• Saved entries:
**********
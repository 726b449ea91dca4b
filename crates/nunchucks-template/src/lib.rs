//! # nunchucks-template
//!
//! A Nunjucks/Jinja2-compatible template engine.
//!
//! This crate provides:
//!
//! - **Compiler** - splices `include`s and merges `extends`/`block`/`super()`
//!   chains into one flattened source
//! - **Interpreter** - `set`, `if`, `for`, `macro`, `call`, `filter`,
//!   `include`, `import`/`from` and `raw`/`verbatim`
//! - **Expressions** - a precedence-climbing parser with comparison chains,
//!   `is` tests, filters and calls; malformed expressions degrade to a
//!   literal or variable lookup instead of failing
//! - **Filters and tests** - the built-in library, extensible per [`Env`]
//! - **Loaders** - filesystem and in-memory template sources
//!
//! ## Quick Start
//!
//! ```rust
//! use std::sync::Arc;
//! use nunchucks_template::{configure, ConfigOptions, Context};
//! use nunchucks_template::loaders::MemoryLoader;
//!
//! let loader: MemoryLoader = [
//!     ("base.njk", "<h1>{% block title %}Base{% endblock %}</h1>"),
//!     ("page.njk", r#"{% extends "base.njk" %}{% block title %}{{ name | title }}{% endblock %}"#),
//! ]
//! .into_iter()
//! .collect();
//!
//! let env = configure(ConfigOptions {
//!     loader: Some(Arc::new(loader)),
//!     ..ConfigOptions::default()
//! });
//!
//! let mut ctx = Context::new();
//! ctx.set("name", "hello world");
//! assert_eq!(env.render("page.njk", &ctx).unwrap(), "<h1>Hello World</h1>");
//! ```

// These clippy lints are intentionally allowed:
// - result_large_err: NunchucksError is the crate-wide error type
// - doc_markdown: backtick requirements for documentation items are too strict
// - cast_possible_truncation / cast_precision_loss / cast_sign_loss /
//   cast_possible_wrap: template numbers are f64 and convert to indexes
// - float_cmp: template equality compares numbers exactly
#![allow(clippy::result_large_err)]
#![allow(clippy::doc_markdown)]
#![allow(clippy::cast_possible_truncation)]
#![allow(clippy::cast_precision_loss)]
#![allow(clippy::cast_sign_loss)]
#![allow(clippy::cast_possible_wrap)]
#![allow(clippy::float_cmp)]

pub mod compiler;
pub mod context;
pub mod engine;
pub mod expr;
pub mod filters;
pub mod lexer;
pub mod loaders;
pub mod parser;
pub mod pipe;
pub mod precompile;
pub mod render;
pub mod testers;
pub mod value;

pub use context::Context;
pub use engine::{configure, ConfigOptions, Env};
pub use loaders::{FileSystemLoader, MemoryLoader, TemplateLoader};
pub use precompile::PrecompileReport;
pub use value::Value;
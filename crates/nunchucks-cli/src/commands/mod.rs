//! Built-in commands.
//!
//! Each command implements [`CliCommand`](crate::command::CliCommand) and is
//! a thin adapter over [`Env`](nunchucks_template::Env).

pub mod compile;
pub mod precompile;
pub mod render;

pub use compile::CompileCommand;
pub use precompile::PrecompileCommand;
pub use render::RenderCommand;

use crate::command::CommandRegistry;

/// Registers every built-in command into `registry`.
pub fn register_builtin_commands(registry: &mut CommandRegistry) {
    registry.register(Box::new(RenderCommand));
    registry.register(Box::new(CompileCommand));
    registry.register(Box::new(PrecompileCommand));
}

#[cfg(test)]
mod tests {
    use super::*;

    #[test]
    fn test_register_builtin_commands() {
        let mut registry = CommandRegistry::new();
        register_builtin_commands(&mut registry);
        assert_eq!(registry.list_commands(), vec!["compile", "precompile", "render"]);
    }
}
**********
• What this task involves: Could you set down, word for word, only the lines above from the line with "- **Filters and" to the line with "pub use compile::CompileCommand;", including both?

• Reply to the exercise:
//! - **Filters and tests** - the built-in library, extensible per [`Env`]
//! - **Loaders** - filesystem and in-memory template sources
//!
//! ## Quick Start
//!
//! ```rust
//! use std::sync::Arc;
//! use nunchucks_template::{configure, ConfigOptions, Context};
//! use nunchucks_template::loaders::MemoryLoader;
//!
//! let loader: MemoryLoader = [
//!     ("base.njk", "<h1>{% block title %}Base{% endblock %}</h1>"),
//!     ("page.njk", r#"{% extends "base.njk" %}{% block title %}{{ name | title }}{% endblock %}"#),
//! ]
//! .into_iter()
//! .collect();
//!
//! let env = configure(ConfigOptions {
//!     loader: Some(Arc::new(loader)),
//!     ..ConfigOptions::default()
//! });
//!
//! let mut ctx = Context::new();
//! ctx.set("name", "hello world");
//! assert_eq!(env.render("page.njk", &ctx).unwrap(), "<h1>Hello World</h1>");
//! ```

// These clippy lints are intentionally allowed:
// - result_large_err: NunchucksError is the crate-wide error type
// - doc_markdown: backtick requirements for documentation items are too strict
// - cast_possible_truncation / cast_precision_loss / cast_sign_loss /
//   cast_possible_wrap: template numbers are f64 and convert to indexes
// - float_cmp: template equality compares numbers exactly
#![allow(clippy::result_large_err)]
#![allow(clippy::doc_markdown)]
#![allow(clippy::cast_possible_truncation)]
#![allow(clippy::cast_precision_loss)]
#![allow(clippy::cast_sign_loss)]
#![allow(clippy::cast_possible_wrap)]
#![allow(clippy::float_cmp)]

pub mod compiler;
pub mod context;
pub mod engine;
pub mod expr;
pub mod filters;
pub mod lexer;
pub mod loaders;
pub mod parser;
pub mod pipe;
pub mod precompile;
pub mod render;
pub mod testers;
pub mod value;

pub use context::Context;
pub use engine::{configure, ConfigOptions, Env};
pub use loaders::{FileSystemLoader, MemoryLoader, TemplateLoader};
pub use precompile::PrecompileReport;
pub use value::Value;
filename crates/nunchucks-cli/src/commands/mod.rs
//! Built-in commands.
//!
//! Each command implements [`CliCommand`](crate::command::CliCommand) and is
//! a thin adapter over [`Env`](nunchucks_template::Env).

pub mod compile;
pub mod precompile;
pub mod render;

pub use compile::CompileCommand;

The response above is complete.